Space and Australia: opportunities in the second Trump administration
21 Jan 2025|

Enhancing space cooperation between Australia and the United States should be a priority for Canberra in the second Trump administration. In defence terms, that could include strengthening collaboration between the US and Australia in space domain awareness and through collaboration on space control. Leveraging locally developed space capability through assured government support of Australia’s commercial space sector is also important, as is sovereign space launch to ensure space access, resilience and ultimately deterrence by denial in space.

Space is likely to be a greater priority for the incoming Trump administration than the previous Biden administration, particularly given guidance in Project 2025. First, the Trump administration will seek to get NASA’s Artemis program back on trajectory after continued delays have seen the initial goal of a lunar landing in 2024 pushed back to 2027, while promoting rapid growth of the commercial space sector. Second, expansion of the US Space Force—established by Trump in 2019—to respond to growing counterspace threats by China and Russia is highly likely, again in line with Project 2025.

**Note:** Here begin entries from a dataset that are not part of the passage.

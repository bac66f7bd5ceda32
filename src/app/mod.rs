//! Application module
//!
//! Process-level concerns of the `sheetsync` binary: verbosity and logging
//! setup, and mapping fatal errors to exit codes.

pub mod config;
pub mod error_handling;
pub mod logging;

pub use config::AppConfig;
pub use error_handling::{exit_code, handle_fatal_error};
pub use logging::init_logging;
//! Pickup date/time parsing for status messages

use chrono::NaiveDateTime;
use regex::Regex;
use std::sync::LazyLock;
use tracing::warn;

static WHITESPACE: LazyLock<Regex> =
    LazyLock::new(|| Regex::new(r"\s+").expect("Invalid regex pattern"));

/// Accepted input layouts, tried in order
const INPUT_FORMATS: &[&str] = &[
    "%m/%d/%Y %I:%M:%S %p",
    "%m/%d/%y %H:%M",
    "%m/%d/%Y %H:%M",
    "%Y-%m-%d %H:%M:%S",
];

/// Parse a pickup cell such as `3/16/2024  7:00:00 AM` or `3/19/24 12:00`
/// into the `MM/DD/YYYY` date the remote form expects
///
/// Runs of whitespace are collapsed before parsing. Input that matches none of
/// the accepted layouts is passed through trimmed.
pub fn parse_pickup_date(value: &str) -> String {
    let cleaned = WHITESPACE.replace_all(value.trim(), " ");

    for format in INPUT_FORMATS {
        if let Ok(parsed) = NaiveDateTime::parse_from_str(&cleaned, format) {
            return parsed.format("%m/%d/%Y").to_string();
        }
    }

    if !cleaned.is_empty() {
        warn!("Failed to parse pickup date/time: {}", value);
    }
    value.trim().to_string()
}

Trump’s inauguration speech talked of ‘planting the US flag on Mars’, suggesting he has also endorsed Elon Musk’s SpaceX-led prioritisation of getting humans on the Martian surface as early as 2029. However, if this focus on Mars becomes the centrepiece of US space policy, it will draw the US’s attention away from the Moon, potentially handing the lead in any effort to return to the lunar surface  over to China. Trump therefore needs to delicately manage this approach, as well as Musk’s role and ambitions.

Australia supports the United States’ Artemis project and is set to send a lunar rover to the Moon by 2026. With Trump likely to fast-track Artemis, Australian commercial space companies should be supported by the government to play a larger and more visible role in Artemis. For example, Australian-built small satellites could be delivered to lunar orbit to support surface activities, taking advantage of sovereign space launch to maximise Australia’s direct role in Artemis.

In terms of space and defence, there will be new opportunities for the ADF to increase its role in space. Australia should consider how the ADF can practically support the US Space Force if it takes a more proactive approach to the mission of space control in response to Chinese and Russian anti-satellite threats. Once again, sovereign space launch can play a key role in this new mission for the ADF in space.

While Australia has embraced a more sophisticated approach to the space domain in defence policy, the Albanese government has made significant cuts to investment into space, and lacks a national space strategy to guide Australian space activities. With a federal election looming, the winning party will need to reverse that drift in space policy and clearly commit to supporting civil and defence space activities, including in collaboration with the US and other partners. That will be particularly important as the Trump administration adopts a more ambitious approach in space. Australia must step up and increase its burden-share in orbit.

On the civil side, a good place to start would be the preparation and release of a national space strategy that guides future space activities and investment as a whole-of-nation enterprise. That could also see the Australian Space Agency become a statutory agency, supported by a dedicated minister for space policy (as has been done in New Zealand).

Australia’s space policy agenda must include building greater opportunities for small and medium enterprises, including to support international space activities such as Artemis. Sovereign space launch should play a key role, but small-satellite manufacturing and ground-based elements must also be fully supported. The goal should be an end-to-end space ecosystem that offers growth and stability to space enterprises, ending years of drift and uncertainty. That would also enable the civil and commercial space sectors to support defence requirements with locally developed capabilities.

Australia also needs continuing and closer cooperation with the US on both space domain awareness and collaboration towards developing common space control capabilities to protect Australian and US satellites in orbit. Space control will demand practical capability both on the Earth’s surface and, where necessary, in orbit to actively defend against counterspace threats. Space domain awareness is an essential starting point for space control, but practical effectors are needed to counter actual threats. Australia should support the development of such a capability, perhaps under Pillar 2 of AUKUS.

Finally, a major part of space control is assured access to space. It is important for government to support the development of sovereign space launch capabilities—both Australian launch sites and locally developed launch vehicles—to allow Australia and its allies to maintain resilient and survivable space support to terrestrial forces. The ability to rapidly deploy small satellites to augment existing capability, or reconstitute lost capability after an adversary attack, reinforces space resilience and strengthens space deterrence by denial. In the next National Defence Strategy, to be released in 2026, sovereign space launch provided by commercial companies needs to be explicitly declared as an important capability for ADF space policy.